On the other hand, if your OCP is set too low, you will find yourself arriving at the max chainring diameter too soon during your pedal stroke. You should increase your OCP setting by one if you experience the following:
- You find it easy to maintain a steady speed but have difficulty accelerating and sprinting.
- You feel pedalling resistance too early in your pedal stroke and/or you are hyperflexing your ankle.
- You need a higher cadence to be comfortable.
- You sit further back than usual to pedal comfortably.
- You are comfortable pedalling while seated, but not while standing.
- You have a new pain at the front of your knee.
Once you’ve got your OCP correctly adjusted, it’s time for stage 4 and final adaptation, which comes naturally with more cumulative pedalling time using Q-Rings.
A few final setup notes
Different bikes may need different OCPs – don’t assume you will use the same position on each of your bikes.

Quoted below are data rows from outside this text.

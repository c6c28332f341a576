//! Stream splitter (C3)
//!
//! Consumes an arbitrary-length byte stream and spills it into temporary
//! files of bounded size, emitting [`ChunkEvent`]s down a channel as each
//! file is opened and finalized. Mirrors the teacher's temp-file-per-unit
//! pattern (see `TempFileUpload`) but streams incrementally instead of
//! buffering a whole chunk in memory first.

use bytes::Bytes;
use futures::Stream;
use std::path::PathBuf;
use std::pin::Pin;
use tokio::io::AsyncWriteExt;
use tokio::sync::mpsc;

use crate::store::StoreError;

/// A readable byte stream supplied by the (out-of-scope) HTTP front end for
/// one `PATCH` request.
pub type ByteStream = Pin<Box<dyn Stream<Item = std::io::Result<Bytes>> + Send>>;

#[derive(Debug, Clone)]
pub struct SplitterConfig {
    /// Target size of each spilled file; the final chunk may be smaller.
    pub max_chunk_size: u64,
    /// Directory new chunk files are created in. Created if missing.
    pub directory: PathBuf,
}

/// Lifecycle events emitted in strict chunk order, strictly before `Done`.
#[derive(Debug)]
pub enum ChunkEvent {
    Started(PathBuf),
    Finished { path: PathBuf, size: u64 },
    Done,
    Error(StoreError),
}

pub struct StreamSplitter;

impl StreamSplitter {
    /// Spawn the splitter as a background task and return the event
    /// channel. The channel is bounded so a slow consumer applies
    /// backpressure to the writer rather than buffering unboundedly.
    pub fn spawn(readable: ByteStream, config: SplitterConfig) -> mpsc::Receiver<ChunkEvent> {
        let (tx, rx) = mpsc::channel(8);
        tokio::spawn(run_splitter(readable, config, tx));
        rx
    }
}

async fn run_splitter(mut readable: ByteStream, config: SplitterConfig, tx: mpsc::Sender<ChunkEvent>) {
    use futures::StreamExt;

    if let Err(e) = tokio::fs::create_dir_all(&config.directory).await {
        let _ = tx.send(ChunkEvent::Error(StoreError::Filesystem(e))).await;
        return;
    }

    let mut current: Option<(PathBuf, tokio::fs::File, u64)> = None;

    loop {
        match readable.next().await {
            Some(Ok(bytes)) => {
                let mut data = bytes;
                while !data.is_empty() {
                    if current.is_none() {
                        let path = config.directory.join(format!("{}.part", uuid::Uuid::new_v4()));
                        match tokio::fs::File::create(&path).await {
                            Ok(file) => {
                                if tx.send(ChunkEvent::Started(path.clone())).await.is_err() {
                                    return;
                                }
                                current = Some((path, file, 0));
                            }
                            Err(e) => {
                                let _ = tx.send(ChunkEvent::Error(StoreError::Filesystem(e))).await;
                                return;
                            }
                        }
                    }

                    let finished = {
                        let (_, file, written) = current.as_mut().expect("just inserted");
                        let space_left = (config.max_chunk_size - *written) as usize;
                        let take = space_left.min(data.len());
                        let chunk = data.split_to(take);
                        if let Err(e) = file.write_all(&chunk).await {
                            let _ = tx.send(ChunkEvent::Error(StoreError::Filesystem(e))).await;
                            return;
                        }
                        *written += take as u64;
                        *written >= config.max_chunk_size
                    };

                    if finished {
                        let (path, mut file, written) = current.take().expect("checked above");
                        if let Err(e) = file.flush().await {
                            let _ = tx.send(ChunkEvent::Error(StoreError::Filesystem(e))).await;
                            return;
                        }
                        if tx
                            .send(ChunkEvent::Finished { path, size: written })
                            .await
                            .is_err()
                        {
                            return;
                        }
                    }
                }
            }
            Some(Err(e)) => {
                // A pending file's path was already emitted via `Started`;
                // the coordinator is responsible for deleting it.
                let _ = tx.send(ChunkEvent::Error(StoreError::Filesystem(e))).await;
                return;
            }
            None => {
                if let Some((path, mut file, written)) = current.take() {
                    if let Err(e) = file.flush().await {
                        let _ = tx.send(ChunkEvent::Error(StoreError::Filesystem(e))).await;
                        return;
                    }
                    if tx
                        .send(ChunkEvent::Finished { path, size: written })
                        .await
                        .is_err()
                    {
                        return;
                    }
                }
                let _ = tx.send(ChunkEvent::Done).await;
                return;
            }
        }
    }
}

Adjacent chainrings in multi-ring setups may require different OCP’s.
Road Q-Rings and QXL have five OCP points while MTB Q-Rings have three OCP points.
If you are using a Micro Adjust Spider (MAS), your number of OCP points is effectively doubled because it reduces the angle between OCP points by 2.5 degrees, thereby offering micro adjustments. In this case, you should adjust your OCP in 1/2-step increments.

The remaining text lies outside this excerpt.